‘Equal Pay’: Another Area for Government Meddling
Exaggerating the gap to justify more regulations.
As the presidential campaign has dragged on, it’s become more clear that Hillary Clinton is simply offering to extend the utter failure of Barack Obama’s administration. Whether coincidental or not, days after Hillary opened her debate with Donald Trump by pledging to “guarantee, finally, equal pay for women’s work,” the federal Equal Employment Opportunity Commission (EEOC) announced it would begin collecting data from businesses on that very subject in March 2018. Never mind the facts about the supposed pay gap when there’s regulation to be had.
In its announcement, the EEOC fired a warning shot across the bow of those businesses required to file, noting, “The new data will improve investigations of possible pay discrimination, which remains a contributing factor to persistent wage gaps.” EEOC Chair Jenny Yang echoed this, adding, “Collecting pay data is a significant step forward in addressing discriminatory pay practices.” This new policy will affect the thousands of businesses that have 100 or more employees as well as federal contractors and subcontractors that employ 50 or more.
These regulations are the offspring of a perennially failed congressional bill called the Paycheck Fairness Act, and as onetime Department of Labor chief economist Diana Furchtgott-Roth argued, they would put “an enormous compliance burden on businesses,” forcing them to categorize and report on 14 different gender, race and ethnicity groups in 12 pay bands and 10 occupational categories. “When the Obama administration decides to collect countless thousands of new data points, it has a purpose in mind,” adds Furchtgott-Roth. “Not much imagination is required to see that the plan here is to give Washington new powers to police the workforce.” Substitute “Clinton” for “Obama” and the result would be the same: Beltway bureaucrats browbeating business once again.

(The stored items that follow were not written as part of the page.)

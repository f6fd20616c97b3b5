//! Watch a mint quote, a melt quote and a proof on a Cashu mint.
//!
//! Usage:
//! ```sh
//! RUST_LOG=info cargo run --example quote_updates --features tracing -- \
//!     wss://mint.example.com/v1/ws <mint-quote-id> [<melt-quote-id>] [<proof-Y>]
//! ```

use std::time::Duration;

use futures::StreamExt as _;
use mint_notify::types::{MintQuoteState, SubscriptionKind};
use mint_notify::ws::TransportEvent;
use mint_notify::ws::config::{Config, ReconnectConfig};
use mint_notify::{Client, Listener};
use tokio::time::timeout;
use tracing::{debug, info, warn};

#[tokio::main]
async fn main() -> anyhow::Result<()> {
    tracing_subscriber::fmt::init();

    let mut args = std::env::args().skip(1);
    let endpoint = args
        .next()
        .ok_or_else(|| anyhow::anyhow!("missing mint WebSocket endpoint"))?;
    let mint_quote = args
        .next()
        .ok_or_else(|| anyhow::anyhow!("missing mint quote id"))?;
    let melt_quote = args.next();
    let proof_y = args.next();

    let config = Config::builder()
        .reconnect(ReconnectConfig::builder().max_retries(5).build())
        .build();
    let client = Client::new(&endpoint, config)?;

    // Log lifecycle events in the background
    let mut events = client.events();
    tokio::spawn(async move {
        while let Ok(event) = events.recv().await {
            match event {
                TransportEvent::ReconnectFailed => warn!(?event, "giving up"),
                event => info!(?event, "transport"),
            }
        }
    });

    // Callback listeners share a single subscription per key
    if let Some(quote) = &melt_quote {
        client.add_listener(
            SubscriptionKind::Bolt11MeltQuote,
            quote,
            Listener::new(
                |payload| info!(stream = "melt_quote", %payload),
                |kind, key, error| warn!(%kind, key, %error, "subscription failed"),
            ),
        )?;
    }

    if let Some(y) = &proof_y {
        let stream = client.subscribe_proof_state(y)?;
        tokio::spawn(async move {
            let mut stream = Box::pin(stream);
            while let Some(update) = stream.next().await {
                match update {
                    Ok(update) => info!(stream = "proof_state", y = %update.y, state = %update.state),
                    Err(e) => debug!(stream = "proof_state", error = %e),
                }
            }
        });
    }

    info!(stream = "mint_quote", quote = %mint_quote, "Waiting for quote updates");
    let stream = client.subscribe_mint_quote(&mint_quote)?;
    let mut stream = Box::pin(stream);

    while let Ok(Some(result)) = timeout(Duration::from_secs(300), stream.next()).await {
        match result {
            Ok(update) => {
                info!(stream = "mint_quote", quote = %update.quote, state = %update.state);
                if update.state == MintQuoteState::Issued {
                    break;
                }
            }
            Err(e) => {
                warn!(stream = "mint_quote", error = %e);
                break;
            }
        }
    }

    info!(
        subscriptions = client.subscription_count(),
        pending_calls = client.pending_calls(),
        state = ?client.connection_state()
    );
    client.disconnect();

    Ok(())
}
#![expect(
    clippy::module_name_repetitions,
    reason = "Subscription types deliberately include the module name for clarity"
)]

use std::fmt;
use std::sync::Arc;

use serde_json::Value;

use crate::error::Error;
use crate::types::SubscriptionKind;

/// Handle for one attached listener, returned by
/// [`Registry::add_listener`](super::Registry::add_listener).
#[derive(Debug, Clone, Copy, PartialEq, Eq, Hash, PartialOrd, Ord)]
pub struct ListenerId(pub(crate) u64);

/// Lifecycle of a [`Subscription`].
#[non_exhaustive]
#[derive(Debug, Clone, Copy, PartialEq, Eq, strum_macros::Display)]
#[strum(serialize_all = "lowercase")]
pub enum SubscriptionState {
    /// A listener exists, the subscribe call is not acknowledged yet
    Pending,
    /// The mint acknowledged the subscribe call
    Active,
    /// The last listener went away; terminal
    Expired,
}

type UpdateFn = dyn Fn(&Value) + Send + Sync;
type ErrorFn = dyn Fn(SubscriptionKind, &str, &Error) + Send + Sync;

/// A pair of callbacks attached to one subscription.
#[derive(Clone)]
pub struct Listener {
    on_update: Arc<UpdateFn>,
    on_error: Arc<ErrorFn>,
}

impl Listener {
    /// Create a listener from an update callback and an error callback.
    ///
    /// The error callback receives the kind and application key of the
    /// subscription that failed.
    pub fn new<U, E>(on_update: U, on_error: E) -> Self
    where
        U: Fn(&Value) + Send + Sync + 'static,
        E: Fn(SubscriptionKind, &str, &Error) + Send + Sync + 'static,
    {
        Self {
            on_update: Arc::new(on_update),
            on_error: Arc::new(on_error),
        }
    }

    /// Create a listener that ignores errors.
    pub fn on_update<U>(on_update: U) -> Self
    where
        U: Fn(&Value) + Send + Sync + 'static,
    {
        Self::new(on_update, |_, _, _| {})
    }
}

impl fmt::Debug for Listener {
    fn fmt(&self, f: &mut fmt::Formatter<'_>) -> fmt::Result {
        f.debug_struct("Listener").finish_non_exhaustive()
    }
}

/// One watched entity: its state and the listeners attached to it.
#[derive(Debug, Clone)]
pub struct Subscription {
    kind: SubscriptionKind,
    app_key: String,
    wire_sub_id: Option<String>,
    state: SubscriptionState,
    listeners: Vec<(ListenerId, Listener)>,
}

impl Subscription {
    /// Create a pending subscription with no listeners.
    #[must_use]
    pub fn new(kind: SubscriptionKind, app_key: String) -> Self {
        Self {
            kind,
            app_key,
            wire_sub_id: None,
            state: SubscriptionState::Pending,
            listeners: Vec::new(),
        }
    }

    #[must_use]
    pub fn kind(&self) -> SubscriptionKind {
        self.kind
    }

    #[must_use]
    pub fn app_key(&self) -> &str {
        &self.app_key
    }

    /// Wire id of the subscribe call currently covering this subscription.
    #[must_use]
    pub fn wire_sub_id(&self) -> Option<&str> {
        self.wire_sub_id.as_deref()
    }

    #[must_use]
    pub fn state(&self) -> SubscriptionState {
        self.state
    }

    #[must_use]
    pub fn listener_count(&self) -> usize {
        self.listeners.len()
    }

    /// Fan `payload` out to every listener, in attachment order.
    pub fn update(&self, payload: &Value) {
        for (_, listener) in &self.listeners {
            (listener.on_update)(payload);
        }
    }

    /// Fan `error` out to every listener, in attachment order.
    pub fn error(&self, error: &Error) {
        for (_, listener) in &self.listeners {
            (listener.on_error)(self.kind, &self.app_key, error);
        }
    }

    pub(crate) fn attach(&mut self, id: ListenerId, listener: Listener) {
        self.listeners.push((id, listener));
    }

    /// Detach a listener. Returns whether it was attached.
    pub(crate) fn detach(&mut self, id: ListenerId) -> bool {
        let before = self.listeners.len();
        self.listeners.retain(|(attached, _)| *attached != id);
        self.listeners.len() != before
    }

    /// Record the wire id of a new subscribe call and go back to pending.
    pub(crate) fn resubscribing(&mut self, wire_sub_id: String) {
        self.wire_sub_id = Some(wire_sub_id);
        self.state = SubscriptionState::Pending;
    }

    pub(crate) fn set_active(&mut self) {
        if self.state == SubscriptionState::Pending {
            self.state = SubscriptionState::Active;
        }
    }

    pub(crate) fn expire(&mut self) {
        self.state = SubscriptionState::Expired;
        self.listeners.clear();
    }
}
#![expect(
    clippy::module_name_repetitions,
    reason = "Error types include the module name to indicate their scope"
)]

use std::error::Error as StdError;
use std::fmt;
use std::time::Duration;

/// WebSocket error variants.
#[non_exhaustive]
#[derive(Debug)]
pub enum WsError {
    /// Error connecting to or communicating with the WebSocket server
    Connection(tokio_tungstenite::tungstenite::Error),
    /// Message was sent while the transport is disconnected
    NotConnected,
    /// WebSocket connection was closed
    ConnectionClosed,
    /// Connection attempt did not complete in time
    Timeout(Duration),
}

impl fmt::Display for WsError {
    fn fmt(&self, f: &mut fmt::Formatter<'_>) -> fmt::Result {
        match self {
            Self::Connection(e) => write!(f, "WebSocket connection error: {e}"),
            Self::NotConnected => write!(f, "WebSocket is not connected"),
            Self::ConnectionClosed => write!(f, "WebSocket connection closed"),
            Self::Timeout(after) => write!(f, "WebSocket connection timed out after {after:?}"),
        }
    }
}

impl StdError for WsError {
    fn source(&self) -> Option<&(dyn StdError + 'static)> {
        match self {
            Self::Connection(e) => Some(e),
            _ => None,
        }
    }
}

// Integration with main Error type
impl From<WsError> for crate::error::Error {
    fn from(e: WsError) -> Self {
        crate::error::Error::with_source(crate::error::Kind::WebSocket, e)
    }
}

impl From<tokio_tungstenite::tungstenite::Error> for crate::error::Error {
    fn from(e: tokio_tungstenite::tungstenite::Error) -> Self {
        crate::error::Error::with_source(crate::error::Kind::WebSocket, WsError::Connection(e))
    }
}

Moreover, these broad wage reporting categories could take a lot of arrangements that are convenient to working mothers off the table, contends Carrie Lukas of the Independent Women’s Forum. She points out that working moms “sometimes intentionally negotiate a lower salary with the understanding that they would have the ability to work from home, won’t have to travel, or could adjust work schedules to match their children’s school calendar.” But with this negotiated and agreed-to lower salary simply seen as an entry on a government form, the EEOC could justify the case to swoop in after a “random” check and force the company to conform to its demands.
According to one source, however, “There are a lot of reasons for the gap, including the types of work women and men typically do. Women dominate fields like teaching and clerical work, which tend to pay less than male-dominated fields. Women are also the majority of low-wage and minimum-wage workers.” Oddly enough, that nugget is from Hillary Clinton’s website. But that obvious truth has been buried for political gain, resulting in the phony “women make 77 cents for every dollar a man makes” narrative.
Meanwhile, the prospect of even more red tape and the implied threat of Uncle Sam’s heavy hand of compliance weighing down the bottom line comes at a time when the overall economy is practically stuck in neutral, with annual growth so far this year hovering around a measly 1%. And the Congressional Budget Office cautions that slow economic growth — just 2% annually — will be the norm for the next decade, blaming the anemic increase in the labor force and its productivity. But the CBO also gives the game away: “In addition to demographic factors, that [labor force] projection reflects CBO’s judgment that some people will decide to work somewhat less because of federal tax and spending policies that are set in current law.” And that doesn’t count the new regulations the Left continues to dream up. In the case of the “wage gap” regulations, for example, companies may think long and hard about hiring that 100th person or taking that federal contract if they are in the 50-to-99 category.
It used to be that a small business was free to grow and prosper indefinitely, but now these startups have to worry about compliance with burdensome measures like ObamaCare and the Family and Medical Leave Act once they reach the plateau of just 50 employees. This could prevent a marketable business from being more than a local retailer, hold back a factory from adding another shift to increase production, or discourage an energy company from investing in equipment for exploration as they’re unable to justify the overhead on the needed labor. America needs production from entrepreneurs to add the economic value that will truly boost our GDP and growth, but the only growth industry these days seems to be Big Government. The lesson: when business is good for government, it’s pretty bad for the rest of us.